Leave it to those pesky university students. Just when Halifax staff and council seem all prepared to fully embrace the concept of Complete Streets, Dal planning students are bringing Vikas Mehta to Halifax to remind us that the popular new urbanist concept might have a weakness or two of its own.

Mehta will be here for Shift:Streets, an annual free and open conference organized completely by students in Dalhousie’s planning department. The conference kicks off Thursday with Tamika Butler delivering the annual Carmichael lecture, and continues through Friday and Saturday.

For the past seven or eight years, Mehta and graduate students at the University of Cincinnati have been observing streets. To be more precise, they have been observing people, and their interactions with each other, on streets.
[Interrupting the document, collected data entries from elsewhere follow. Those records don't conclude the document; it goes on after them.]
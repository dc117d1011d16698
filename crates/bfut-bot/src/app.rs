//! Live application wiring.
//!
//! Startup order: venue client, data hub, order manager, risk policy,
//! strategy runtime. User-data events go to the order manager first and
//! then to the strategies, so a strategy never observes an update its
//! order record has not absorbed. Shutdown runs the chain in reverse.

use crate::config::AppConfig;
use crate::error::AppResult;
use bfut_core::UserDataEvent;
use bfut_feed::{DataHub, HandlerError, SubscriptionToken, UserDataHandler};
use bfut_orders::OrderManager;
use bfut_strategy::{BalanceSource, FeedMode, RiskPolicy, StrategyRuntime};
use bfut_venue::{Credentials, OrderGateway, VenueClient};
use rust_decimal::Decimal;
use std::sync::Arc;
use std::time::Duration;
use tokio::sync::mpsc;
use tokio::task::JoinHandle;
use tracing::{debug, error, info, warn};

const ROUTER_SHUTDOWN_TIMEOUT: Duration = Duration::from_secs(5);

/// Risk sizing reads the order manager's last known balance.
struct ManagerBalance(Arc<OrderManager>);

impl BalanceSource for ManagerBalance {
    fn available_balance(&self) -> Option<Decimal> {
        self.0.cached_balance()
    }
}

pub struct Application {
    config: AppConfig,
    hub: DataHub,
    orders: Arc<OrderManager>,
    runtime: Arc<StrategyRuntime>,
    user_token: Option<SubscriptionToken>,
    user_task: Option<JoinHandle<()>>,
}

impl Application {
    pub fn new(config: AppConfig, credentials: Credentials) -> AppResult<Self> {
        let venue = Arc::new(VenueClient::new(
            config.venue.venue_config(),
            Some(credentials),
        )?);
        let hub = DataHub::new(venue.clone());

        let gateway: Arc<dyn OrderGateway> = venue.rest().clone();
        let orders = Arc::new(OrderManager::new(
            gateway,
            config.orders.manager_config(),
        ));

        let balance: Arc<dyn BalanceSource> = Arc::new(ManagerBalance(orders.clone()));
        let risk = Arc::new(RiskPolicy::new(balance, config.risk.clone()));
        let runtime = Arc::new(StrategyRuntime::new(
            orders.clone(),
            risk,
            FeedMode::Live(hub.clone()),
        ));

        Ok(Self {
            config,
            hub,
            orders,
            runtime,
            user_token: None,
            user_task: None,
        })
    }

    pub fn config(&self) -> &AppConfig {
        &self.config
    }

    pub fn hub(&self) -> &DataHub {
        &self.hub
    }

    pub fn orders(&self) -> &Arc<OrderManager> {
        &self.orders
    }

    pub fn runtime(&self) -> &Arc<StrategyRuntime> {
        &self.runtime
    }

    /// Fetch the balance, open the user-data stream, then load and start
    /// the configured strategies. Strategies that fail to load or start
    /// are logged and skipped.
    pub async fn start(&mut self) -> AppResult<()> {
        match self.orders.refresh_balance().await {
            Ok(balance) => info!(%balance, asset = %self.orders.quote_asset(), "Initial balance"),
            Err(e) => warn!(error = %e, "Initial balance refresh failed, sizing disabled until next refresh"),
        }

        let (tx, rx) = mpsc::unbounded_channel::<UserDataEvent>();
        self.user_task = Some(tokio::spawn(route_user_events(
            rx,
            self.orders.clone(),
            self.runtime.clone(),
        )));
        let handler: UserDataHandler = Arc::new(move |event: &UserDataEvent| {
            tx.send(event.clone())
                .map_err(|_| HandlerError::from("user event router stopped"))
        });
        self.user_token = Some(self.hub.subscribe_user_data(handler).await?);

        for spec in &self.config.strategies {
            match self.runtime.load_spec(spec) {
                Ok(true) => debug!(strategy = %spec.id, kind = %spec.kind, "Strategy loaded"),
                Ok(false) => info!(strategy = %spec.id, "Strategy disabled, skipped"),
                Err(e) => error!(strategy = %spec.id, error = %e, "Failed to load strategy"),
            }
        }
        for (id, e) in self.runtime.start_all().await {
            error!(strategy = %id, error = %e, "Failed to start strategy");
        }

        info!(
            loaded = self.runtime.len(),
            active = self.runtime.active_count(),
            testnet = self.config.venue.testnet,
            "Application started"
        );
        Ok(())
    }

    /// Start, then run housekeeping until Ctrl-C, then shut down.
    pub async fn run(mut self) -> AppResult<()> {
        self.start().await?;

        let mut housekeeping = tokio::time::interval(self.config.orders.housekeeping_interval());
        housekeeping.tick().await;

        info!("Entering main loop");
        loop {
            tokio::select! {
                _ = housekeeping.tick() => self.housekeeping().await,
                _ = tokio::signal::ctrl_c() => {
                    info!("Shutdown signal received");
                    break;
                }
            }
        }

        self.shutdown().await;
        Ok(())
    }

    async fn housekeeping(&self) {
        if let Err(e) = self.orders.refresh_balance().await {
            warn!(error = %e, "Balance refresh failed");
        }
        let pruned = self.orders.prune_terminal(self.config.orders.prune_after());
        debug!(
            pruned,
            tracked = self.orders.len(),
            active_strategies = self.runtime.active_count(),
            "Housekeeping"
        );
    }

    /// Stop strategies, close the user-data stream and every market
    /// channel, then drain the event router.
    pub async fn shutdown(&mut self) {
        for (id, e) in self.runtime.stop_all().await {
            warn!(strategy = %id, error = %e, "Strategy stop failed");
        }
        if let Some(token) = self.user_token.take() {
            self.hub.unsubscribe(token).await;
        }
        let closed = self.hub.unsubscribe_all().await;

        // The router ends once the hub has dropped the last sender.
        if let Some(mut task) = self.user_task.take() {
            if tokio::time::timeout(ROUTER_SHUTDOWN_TIMEOUT, &mut task)
                .await
                .is_err()
            {
                warn!("User event router did not stop in time, aborting");
                task.abort();
            }
        }
        info!(closed_channels = closed, "Application stopped");
    }
}

async fn route_user_events(
    mut rx: mpsc::UnboundedReceiver<UserDataEvent>,
    orders: Arc<OrderManager>,
    runtime: Arc<StrategyRuntime>,
) {
    while let Some(event) = rx.recv().await {
        if let Some(reconciled) = orders.on_user_event(&event) {
            if reconciled.is_gap() {
                debug!(
                    client_order_id = %reconciled.record().client_order_id,
                    "Routed update created a floating record"
                );
            }
        }
        let report = runtime.dispatch_user_data_event(&event).await;
        if !report.is_clean() {
            warn!(
                event = event.event_type(),
                delivered = report.delivered,
                failures = report.failures.len(),
                "User event dispatch had failures"
            );
        }
    }
    debug!("User event router stopped");
}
That doesn’t sound like the kind of activity that would make Mehta a controversial figure in the world of planning, but it is the source of one of his key criticisms about the movement towards Complete Streets, which envision streets as “designed for all ages, abilities, and modes of travel.”

“If we settle for the street as a place of mobility, even equitable mobility for all modes, we are settling for too little,” wrote Mehta in 2014. “Streets can serve many more functions, and we should expect no less.”
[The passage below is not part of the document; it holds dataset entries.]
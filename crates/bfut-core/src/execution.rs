//! Execution-backend seam.
//!
//! Strategies submit and cancel orders only through [`ExecutionBackend`].
//! The live order manager and the backtest simulator both implement it,
//! so strategy code cannot tell real fills from simulated ones.

use crate::decimal::{Price, Size};
use crate::error::{CoreError, Result};
use crate::order::{ClientOrderId, ExchangeOrderId, OrderSide, OrderStatus, OrderType, TimeInForce};
use serde::{Deserialize, Serialize};
use std::pin::Pin;

/// Boxed future for dyn-compatible async trait methods.
pub type BoxFuture<'a, T> = Pin<Box<dyn std::future::Future<Output = T> + Send + 'a>>;

/// New order request.
#[derive(Debug, Clone, PartialEq, Eq, Serialize, Deserialize)]
pub struct OrderRequest {
    pub symbol: String,
    pub side: OrderSide,
    pub order_type: OrderType,
    pub quantity: Size,
    pub price: Option<Price>,
    pub stop_price: Option<Price>,
    pub time_in_force: Option<TimeInForce>,
    pub reduce_only: bool,
    pub client_order_id: Option<ClientOrderId>,
}

impl OrderRequest {
    pub fn market(symbol: &str, side: OrderSide, quantity: Size) -> Self {
        Self {
            symbol: symbol.to_uppercase(),
            side,
            order_type: OrderType::Market,
            quantity,
            price: None,
            stop_price: None,
            time_in_force: None,
            reduce_only: false,
            client_order_id: None,
        }
    }

    pub fn limit(symbol: &str, side: OrderSide, quantity: Size, price: Price) -> Self {
        Self {
            order_type: OrderType::Limit,
            price: Some(price),
            time_in_force: Some(TimeInForce::Gtc),
            ..Self::market(symbol, side, quantity)
        }
    }

    pub fn stop_market(symbol: &str, side: OrderSide, quantity: Size, stop_price: Price) -> Self {
        Self {
            order_type: OrderType::StopMarket,
            stop_price: Some(stop_price),
            ..Self::market(symbol, side, quantity)
        }
    }

    #[must_use]
    pub fn reduce_only(mut self) -> Self {
        self.reduce_only = true;
        self
    }

    #[must_use]
    pub fn with_client_order_id(mut self, id: ClientOrderId) -> Self {
        self.client_order_id = Some(id);
        self
    }

    #[must_use]
    pub fn with_time_in_force(mut self, tif: TimeInForce) -> Self {
        self.time_in_force = Some(tif);
        self
    }

    /// Reject requests the venue would reject anyway.
    pub fn validate(&self) -> Result<()> {
        if !self.quantity.is_positive() {
            return Err(CoreError::InvalidSize(format!(
                "quantity must be positive, got {}",
                self.quantity
            )));
        }
        if self.order_type.requires_price() && self.price.map_or(true, |p| !p.is_positive()) {
            return Err(CoreError::InvalidPrice(format!(
                "{} order requires a positive price",
                self.order_type
            )));
        }
        if matches!(
            self.order_type,
            OrderType::StopMarket | OrderType::TakeProfitMarket
        ) && self.stop_price.map_or(true, |p| !p.is_positive())
        {
            return Err(CoreError::InvalidPrice(format!(
                "{} order requires a positive stop price",
                self.order_type
            )));
        }
        if let Some(id) = &self.client_order_id {
            if !id.is_valid() {
                return Err(CoreError::InvalidOrder(format!("invalid client order id {id}")));
            }
        }
        Ok(())
    }
}

/// Identifier of an order to cancel or query: exactly one of the two.
#[derive(Debug, Clone, PartialEq, Eq, Hash)]
pub enum OrderRef {
    Exchange(ExchangeOrderId),
    Client(ClientOrderId),
}

impl OrderRef {
    /// Build from the optional pair, requiring exactly one identifier.
    pub fn from_options(
        order_id: Option<ExchangeOrderId>,
        client_order_id: Option<ClientOrderId>,
    ) -> Result<Self> {
        match (order_id, client_order_id) {
            (Some(id), None) => Ok(Self::Exchange(id)),
            (None, Some(cloid)) => Ok(Self::Client(cloid)),
            (Some(_), Some(_)) => Err(CoreError::InvalidOrder(
                "exactly one of orderId and clientOrderId is required, got both".to_string(),
            )),
            (None, None) => Err(CoreError::InvalidOrder(
                "exactly one of orderId and clientOrderId is required, got neither".to_string(),
            )),
        }
    }
}

impl std::fmt::Display for OrderRef {
    fn fmt(&self, f: &mut std::fmt::Formatter<'_>) -> std::fmt::Result {
        match self {
            Self::Exchange(id) => write!(f, "orderId={id}"),
            Self::Client(cloid) => write!(f, "clientOrderId={cloid}"),
        }
    }
}

/// Cancel request.
#[derive(Debug, Clone, PartialEq, Eq)]
pub struct CancelRequest {
    pub symbol: String,
    pub order_id: Option<ExchangeOrderId>,
    pub client_order_id: Option<ClientOrderId>,
}

impl CancelRequest {
    pub fn by_client_id(symbol: &str, client_order_id: ClientOrderId) -> Self {
        Self {
            symbol: symbol.to_uppercase(),
            order_id: None,
            client_order_id: Some(client_order_id),
        }
    }

    pub fn by_order_id(symbol: &str, order_id: ExchangeOrderId) -> Self {
        Self {
            symbol: symbol.to_uppercase(),
            order_id: Some(order_id),
            client_order_id: None,
        }
    }

    pub fn order_ref(&self) -> Result<OrderRef> {
        OrderRef::from_options(self.order_id, self.client_order_id.clone())
    }
}

/// Acknowledgement of an accepted order.
#[derive(Debug, Clone, PartialEq, Eq, Serialize, Deserialize)]
pub struct OrderAck {
    pub client_order_id: ClientOrderId,
    pub order_id: Option<ExchangeOrderId>,
    pub symbol: String,
    pub side: OrderSide,
    pub order_type: OrderType,
    pub status: OrderStatus,
    pub orig_qty: Size,
    pub executed_qty: Size,
    pub avg_price: Option<Price>,
}

/// Acknowledgement of a cancel.
#[derive(Debug, Clone, PartialEq, Eq, Serialize, Deserialize)]
pub struct CancelAck {
    pub client_order_id: ClientOrderId,
    pub order_id: Option<ExchangeOrderId>,
    pub symbol: String,
    pub status: OrderStatus,
}

/// Order submission interface shared by live and simulated execution.
///
/// `None` means the request did not produce an acknowledgement. For live
/// execution that does not prove the order never reached the venue; a
/// later stream update may still resolve it.
pub trait ExecutionBackend: Send + Sync {
    fn place_order(&self, request: OrderRequest) -> BoxFuture<'_, Option<OrderAck>>;

    fn cancel_order(&self, request: CancelRequest) -> BoxFuture<'_, Option<CancelAck>>;
}
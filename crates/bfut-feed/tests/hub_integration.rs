//! Data hub subscription tests against mock REST and WebSocket servers.

use bfut_core::{ChannelKey, KlineInterval, MarketEvent, UserDataEvent};
use bfut_feed::{DataHub, MarketHandler, UserDataHandler};
use bfut_test_utils::{MockRestServer, MockWsServer};
use bfut_venue::{Credentials, VenueClient, VenueConfig};
use parking_lot::Mutex;
use std::sync::Arc;
use std::time::Duration;

const KLINE_FRAME: &str = r#"{"e":"kline","E":1638747660000,"s":"BTCUSDT","k":{"t":1638747600000,"T":1638747659999,"s":"BTCUSDT","i":"1m","o":"100","c":"101","h":"102","l":"99","v":"10","n":5,"x":true}}"#;

fn hub(rest: &MockRestServer, ws: &MockWsServer) -> DataHub {
    let venue = VenueClient::new(
        VenueConfig {
            rest_url: rest.url(),
            ws_url: ws.url(),
            reconnect_delay: Duration::from_millis(50),
            poll_interval: Duration::from_millis(20),
            connect_timeout: Duration::from_secs(2),
            close_timeout: Duration::from_secs(1),
            listen_key_refresh: Duration::from_secs(3600),
            ..VenueConfig::default()
        },
        Some(Credentials::new("test-key", "test-secret")),
    )
    .unwrap();
    DataHub::new(Arc::new(venue))
}

fn collecting() -> (MarketHandler, Arc<Mutex<Vec<MarketEvent>>>) {
    let events: Arc<Mutex<Vec<MarketEvent>>> = Arc::new(Mutex::new(Vec::new()));
    let sink = events.clone();
    let handler: MarketHandler = Arc::new(move |event| {
        sink.lock().push(event.clone());
        Ok(())
    });
    (handler, events)
}

async fn wait_until(mut check: impl FnMut() -> bool) {
    tokio::time::timeout(Duration::from_secs(5), async {
        while !check() {
            tokio::time::sleep(Duration::from_millis(10)).await;
        }
    })
    .await
    .expect("condition not reached within timeout");
}

// ============================================================================
// Market channels
// ============================================================================

#[tokio::test]
async fn test_subscribers_share_one_stream_until_last_leaves() {
    let rest = MockRestServer::start().await;
    let ws = MockWsServer::start().await;
    let hub = hub(&rest, &ws);
    let channel = ChannelKey::kline("BTCUSDT", KlineInterval::M1);

    let (first, _) = collecting();
    let (second, _) = collecting();
    let a = hub
        .subscribe_kline("btcusdt", KlineInterval::M1, first)
        .await
        .unwrap();
    let b = hub
        .subscribe_kline("BTCUSDT", KlineInterval::M1, second)
        .await
        .unwrap();

    assert_eq!(a.stream_id, b.stream_id);
    assert_ne!(a.token, b.token);
    assert_eq!(hub.active_channel_count(), 1);
    assert_eq!(hub.subscriber_count(&channel), 2);
    assert_eq!(hub.venue().open_stream_count(), 1);
    wait_until(|| ws.open_connections() == 1).await;
    assert_eq!(ws.paths(), vec!["/ws/btcusdt@kline_1m".to_string()]);

    assert!(hub.unsubscribe(a.token).await);
    assert_eq!(hub.venue().open_stream_count(), 1);
    assert_eq!(hub.subscriber_count(&channel), 1);

    assert!(hub.unsubscribe(b.token).await);
    assert!(!hub.unsubscribe(b.token).await);
    assert_eq!(hub.active_channel_count(), 0);
    assert_eq!(hub.venue().open_stream_count(), 0);
    wait_until(|| ws.open_connections() == 0).await;

    rest.shutdown();
    ws.shutdown().await;
}

#[tokio::test]
async fn test_failing_subscriber_does_not_block_others() {
    let rest = MockRestServer::start().await;
    let ws = MockWsServer::start().await;
    let hub = hub(&rest, &ws);

    let panicking: MarketHandler = Arc::new(|_| panic!("subscriber bug"));
    let failing: MarketHandler = Arc::new(|_| Err("rejected".into()));
    let (healthy, events) = collecting();

    hub.subscribe_kline("BTCUSDT", KlineInterval::M1, panicking)
        .await
        .unwrap();
    hub.subscribe_kline("BTCUSDT", KlineInterval::M1, failing)
        .await
        .unwrap();
    hub.subscribe_kline("BTCUSDT", KlineInterval::M1, healthy)
        .await
        .unwrap();
    wait_until(|| ws.open_connections() == 1).await;

    ws.push(KLINE_FRAME);
    ws.push(KLINE_FRAME);
    wait_until(|| events.lock().len() == 2).await;

    let MarketEvent::Kline(kline) = &events.lock()[0] else {
        panic!("expected kline");
    };
    assert!(kline.kline.is_closed);
    assert_eq!(kline.symbol, "BTCUSDT");
    // The stream survived both failures.
    assert_eq!(ws.connection_count(), 1);

    hub.unsubscribe_all().await;
    rest.shutdown();
    ws.shutdown().await;
}

#[tokio::test]
async fn test_events_for_other_channels_are_filtered() {
    let rest = MockRestServer::start().await;
    let ws = MockWsServer::start().await;
    let hub = hub(&rest, &ws);

    let (handler, events) = collecting();
    hub.subscribe_kline("BTCUSDT", KlineInterval::M5, handler)
        .await
        .unwrap();
    wait_until(|| ws.open_connections() == 1).await;

    // 1m candle on a 5m channel.
    ws.push(KLINE_FRAME);
    ws.push(r#"{"e":"aggTrade","E":1,"s":"BTCUSDT","a":1,"p":"1","q":"1","T":1,"m":false}"#);
    tokio::time::sleep(Duration::from_millis(200)).await;

    assert!(events.lock().is_empty());
    assert_eq!(hub.parse_stats().decoded(), 2);

    hub.unsubscribe_all().await;
    rest.shutdown();
    ws.shutdown().await;
}

// ============================================================================
// User data
// ============================================================================

#[tokio::test]
async fn test_user_stream_is_lazy_and_idempotent_per_handler() {
    let rest = MockRestServer::start().await;
    let ws = MockWsServer::start().await;
    let hub = hub(&rest, &ws);
    assert_eq!(ws.connection_count(), 0);

    let events: Arc<Mutex<Vec<UserDataEvent>>> = Arc::new(Mutex::new(Vec::new()));
    let sink = events.clone();
    let handler: UserDataHandler = Arc::new(move |event| {
        sink.lock().push(event.clone());
        Ok(())
    });

    let token = hub.subscribe_user_data(handler.clone()).await.unwrap();
    let again = hub.subscribe_user_data(handler).await.unwrap();
    assert_eq!(token, again);
    assert_eq!(hub.user_subscriber_count(), 1);

    wait_until(|| ws.open_connections() == 1).await;
    assert_eq!(ws.paths(), vec!["/ws/key-1".to_string()]);

    ws.push(r#"{"e":"ACCOUNT_UPDATE","E":7,"a":{"m":"DEPOSIT","B":[{"a":"USDT","wb":"10","cw":"10"}],"P":[]}}"#);
    wait_until(|| events.lock().len() == 1).await;
    assert_eq!(events.lock()[0].event_type(), "ACCOUNT_UPDATE");

    assert!(hub.unsubscribe(token).await);
    assert!(!hub.venue().user_stream_running().await);
    wait_until(|| ws.open_connections() == 0).await;

    rest.shutdown();
    ws.shutdown().await;
}

#[tokio::test]
async fn test_unsubscribe_all_tears_down_everything() {
    let rest = MockRestServer::start().await;
    let ws = MockWsServer::start().await;
    let hub = hub(&rest, &ws);

    let (kline, _) = collecting();
    let (trade, _) = collecting();
    hub.subscribe_kline("BTCUSDT", KlineInterval::M1, kline)
        .await
        .unwrap();
    hub.subscribe_trade("ETHUSDT", trade).await.unwrap();
    let user: UserDataHandler = Arc::new(|_| Ok(()));
    hub.subscribe_user_data(user).await.unwrap();
    assert_eq!(hub.venue().open_stream_count(), 3);

    assert_eq!(hub.unsubscribe_all().await, 2);
    assert_eq!(hub.active_channel_count(), 0);
    assert_eq!(hub.user_subscriber_count(), 0);
    assert_eq!(hub.venue().open_stream_count(), 0);
    assert!(!hub.venue().user_stream_running().await);

    rest.shutdown();
    ws.shutdown().await;
}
At his Friday morning talk, Mehta will go one step further, shining a light on how the current planning paradigm aims to remake streets as places, and what the shortcomings of that paradigm might be, including a dampening of diversity. Even our successes, says Mehta, may be “actually ignoring a whole lot of other things and flattening the ecology of public space.”

“All the ways that the street gets modified send out certain messages,” Mehta says, and by modifying a street we change “who it invites, and who it doesn’t.”
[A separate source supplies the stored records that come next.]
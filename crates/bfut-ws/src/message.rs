//! Frame decoding.
//!
//! Single-stream connections deliver the event object directly, while
//! combined-stream connections wrap it as `{"stream": name, "data": event}`.
//! Both are normalized into [`StreamFrame`].

use crate::error::{WsError, WsResult};
use serde_json::Value;

/// One decoded text frame.
#[derive(Debug, Clone, PartialEq)]
pub struct StreamFrame {
    /// Stream name for combined-stream frames.
    pub stream: Option<String>,
    /// Event payload.
    pub payload: Value,
}

impl StreamFrame {
    /// Value of the `e` (event type) field, if any.
    pub fn event_type(&self) -> Option<&str> {
        self.payload.get("e").and_then(Value::as_str)
    }
}

/// Decode a text frame.
pub fn parse_frame(text: &str) -> WsResult<StreamFrame> {
    let value: Value = serde_json::from_str(text)?;
    if !value.is_object() {
        return Err(WsError::ParseError(format!(
            "expected JSON object, got {}",
            type_name(&value)
        )));
    }

    match (value.get("stream"), value.get("data")) {
        (Some(Value::String(stream)), Some(_)) => {
            let stream = stream.clone();
            let payload = match value {
                Value::Object(mut map) => map.remove("data").unwrap_or(Value::Null),
                _ => Value::Null,
            };
            Ok(StreamFrame {
                stream: Some(stream),
                payload,
            })
        }
        _ => Ok(StreamFrame {
            stream: None,
            payload: value,
        }),
    }
}

fn type_name(value: &Value) -> &'static str {
    match value {
        Value::Null => "null",
        Value::Bool(_) => "bool",
        Value::Number(_) => "number",
        Value::String(_) => "string",
        Value::Array(_) => "array",
        Value::Object(_) => "object",
    }
}
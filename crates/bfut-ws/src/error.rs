//! WebSocket error types.

use thiserror::Error;

#[derive(Debug, Error)]
pub enum WsError {
    #[error("Connection failed: {0}")]
    ConnectionFailed(String),

    #[error("Connection closed: code={code}, reason={reason}")]
    ConnectionClosed { code: u16, reason: String },

    #[error("Connect timed out after {0}ms")]
    ConnectTimeout(u64),

    #[error("No frames received for {0}ms")]
    IdleTimeout(u64),

    #[error("Frame parse error: {0}")]
    ParseError(String),

    #[error("Tungstenite error: {0}")]
    Tungstenite(#[from] tokio_tungstenite::tungstenite::Error),

    #[error("JSON error: {0}")]
    Json(#[from] serde_json::Error),
}

impl WsError {
    /// Whether the error came from the network rather than frame content.
    pub fn is_transport(&self) -> bool {
        !matches!(self, Self::ParseError(_) | Self::Json(_))
    }
}

pub type WsResult<T> = Result<T, WsError>;
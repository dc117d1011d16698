//! Integration test support for bfut-strategy.

pub mod common;
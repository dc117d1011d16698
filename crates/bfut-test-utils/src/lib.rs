//! Test support for bfut integration tests.
//!
//! In-process stand-ins for the venue, bound to `127.0.0.1:0`:
//! - [`MockRestServer`]: REST endpoints with request recording
//! - [`MockWsServer`]: stream endpoint that can push frames and drop
//!   connections

pub mod mock_rest;
pub mod mock_ws;

pub use mock_rest::{MockRestServer, MockRestState, RecordedRequest};
pub use mock_ws::MockWsServer;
Portland, Oregon is normally cited as the ultimate in planning policy gone right, but Mehta points to a negative consequence of the city’s much lauded bike infrastructure, a case where a neighbourhood redesigned to be more bike friendly was completely gentrified as a result. “That one formula of complete streets threw a whole set of people out of that neighbourhood,” says Mehta.

Not that Mehta is a fan of the automobile and its effects on city life. “This talk is really about not trying to talk about ‘the street as a place and we should try and revive it.’ I’ll do a little bit of that, but you know, that movement has taken off at least quite a bit here in the U.S. and I’m sure in Canada as well. So the question then is what happens and what are the concerns that follow that?”

“Are we in a place where we can just take these things as knowledge and best practices? And will that give us all that we really are looking for, particularly in a space like a street which is so ubiquitous and it’s for everyone and it’s supposedly this last frontier of real open public space?”

Mehta sees a risk in the way planning seems to have settled on a formula to fix the transgressions of bygone eras, as if there is an idealized urban street that just needs to be repeated over and over.

“Many cities have obviously had a whole lot of success in doing that,” says Mehta, “but the point being that you’re getting this very flattened public life out of this.”

Mehta references the idea of “pacification by cappuccino” a term coined by sociologist Sharon Zukinan, intense critic of gentrification. “The idea that everybody is happy drinking coffee and drinking beer in the evening and that’s it. And that’s the end of our street life,” says Mehta. “We might be losing something even though we are coming back to convert streets to places where essentially people can hang out.”

So, what would Vikas Mehta think about, say, the recent re-design of Argyle Street, or the proposed bus lane on Gottingen?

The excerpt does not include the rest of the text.